A. Lavar Taylor of the Law Offices of A. Lavar Taylor discusses this week’s important Hawkins v Franchise Tax Board decision in the Ninth Circuit. In the first post, Lavar discusses how other courts have approached the issue. In tomorrow’s post, Lavar discusses the Ninth Circuit opinion and describes why he believes its approach is correct.

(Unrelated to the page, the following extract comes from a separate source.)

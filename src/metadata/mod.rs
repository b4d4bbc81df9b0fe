mod snapshot;

pub use snapshot::{SNAPSHOT_FILENAME, Snapshot, read_snapshot, write_snapshot};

In Hawkins v. Franchise Tax Board, — F.3d – (9th Cir. No. 11-16276, Sept. 15, 2014), an opinion released on Monday that can be found here, the Ninth Circuit addressed the question of what the IRS and other taxing agencies must prove to establish that a tax liability cannot be discharged by an individual in a chapter 11 or chapter 7 bankruptcy because the debtor/taxpayer “willfully attempted in any manner to evade or defeat” a tax liability for purposes of section 523(a)(1)(C) of the Bankruptcy Code. Breaking ranks with the other Courts of Appeal which have addressed this issue, the Ninth Circuit construed this language in pari materia with the nearly identical language contained in section 7201 of the Internal Revenue Code, as interpreted by the U.S. Supreme Court in the case of Spies v. United States, 317 U.S. 492 (1943).

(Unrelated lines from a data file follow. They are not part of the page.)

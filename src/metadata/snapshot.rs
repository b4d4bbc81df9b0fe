// This Source Code Form is subject to the terms of the Mozilla Public
// License, v. 2.0. If a copy of the MPL was not distributed with this
// file, You can obtain one at https://mozilla.org/MPL/2.0/.

use std::collections::HashSet;
use std::path::Path;

use chrono::{DateTime, Utc};
use serde::{Deserialize, Serialize};

use crate::atomic::write_atomic;
use crate::catalog::{Collection, Episode};
use crate::error::MetadataError;

pub const SNAPSHOT_FILENAME: &str = "metadata.json";

/// Last observed remote state of one collection.
///
/// Only used as a change signal: the collection is reprocessed when the
/// snapshot is missing, its episode total differs from the remote one, or some
/// episodes were not yet on disk when it was written.
#[derive(Debug, Clone, PartialEq, Serialize, Deserialize)]
pub struct Snapshot {
    pub collection: Collection,
    pub episodes: Vec<Episode>,
    /// IDs of episodes whose canonical file existed when the snapshot was taken
    #[serde(default)]
    pub satisfied: Vec<String>,
    pub synced_at: DateTime<Utc>,
}

impl Snapshot {
    pub fn new(collection: Collection, episodes: Vec<Episode>, satisfied: Vec<String>) -> Self {
        Self {
            collection,
            episodes,
            satisfied,
            synced_at: Utc::now(),
        }
    }

    pub fn total_episodes(&self) -> u32 {
        self.collection.total_episodes
    }

    /// Whether every listed episode was on disk at snapshot time
    pub fn is_complete(&self) -> bool {
        let satisfied: HashSet<&str> = self.satisfied.iter().map(String::as_str).collect();
        self.episodes
            .iter()
            .all(|episode| satisfied.contains(episode.id.as_str()))
    }
}

/// Read the snapshot stored in `collection_dir`, `None` if there is none yet
pub fn read_snapshot(collection_dir: &Path) -> Result<Option<Snapshot>, MetadataError> {
    let path = collection_dir.join(SNAPSHOT_FILENAME);

    let content = match std::fs::read_to_string(&path) {
        Ok(content) => content,
        Err(e) if e.kind() == std::io::ErrorKind::NotFound => return Ok(None),
        Err(e) => return Err(MetadataError::ReadFailed { path, source: e }),
    };

    serde_json::from_str(&content)
        .map(Some)
        .map_err(|e| MetadataError::JsonParseFailed { path, source: e })
}

/// Replace the snapshot in `collection_dir`
pub fn write_snapshot(collection_dir: &Path, snapshot: &Snapshot) -> Result<(), MetadataError> {
    let path = collection_dir.join(SNAPSHOT_FILENAME);
    let json = serde_json::to_string_pretty(snapshot)?;

    write_atomic(&path, json.as_bytes()).map_err(|e| MetadataError::WriteFailed { path, source: e })
}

The Ninth Circuit’s holding in Hawkins departs from the holdings of virtually every other Court of Appeals to consider this issue. Before discussing prior case law and why I believe that the Ninth Circuit reached the right result, I want to warn readers that I am no innocent bystander on this issue. I authored a brief as amicus curiae filed in the Hawkins case, and the Hawkins majority opinion’s discussion of the Spies case and its applicability to cases involving section 523(a)(1)(C) adopts the position I advocated in the brief as amicus curiae. For those interested in reading that amicus brief, it can be found here. The amicus brief includes a detailed discussion of the differences between sections 7201 and 7203 and the case law construing those two provisions.
Case Law in Other Circuits
Now to the case law in the other Circuits construing section 523(a)(1)(C) which preceded the Ninth Circuit’s holding in Hawkins. In Toti v. United States (In re Toti), 24 F.3d 806 (6th Cir. 1994), the Court was faced with a situation where the debtor had failed to timely file returns and had failed to pay the taxes owed, but, per the trial court, had not committed an “affirmative act” of evasion. The trial court held that the taxes were discharged because there was no willful attempt to evade or defeat the taxes in that situation. The Sixth Circuit on appeal, however, reversed the trial court and held that Toti had “willfully attempted to evade or defeat the taxes” within the meaning of §523(a)(1)(C).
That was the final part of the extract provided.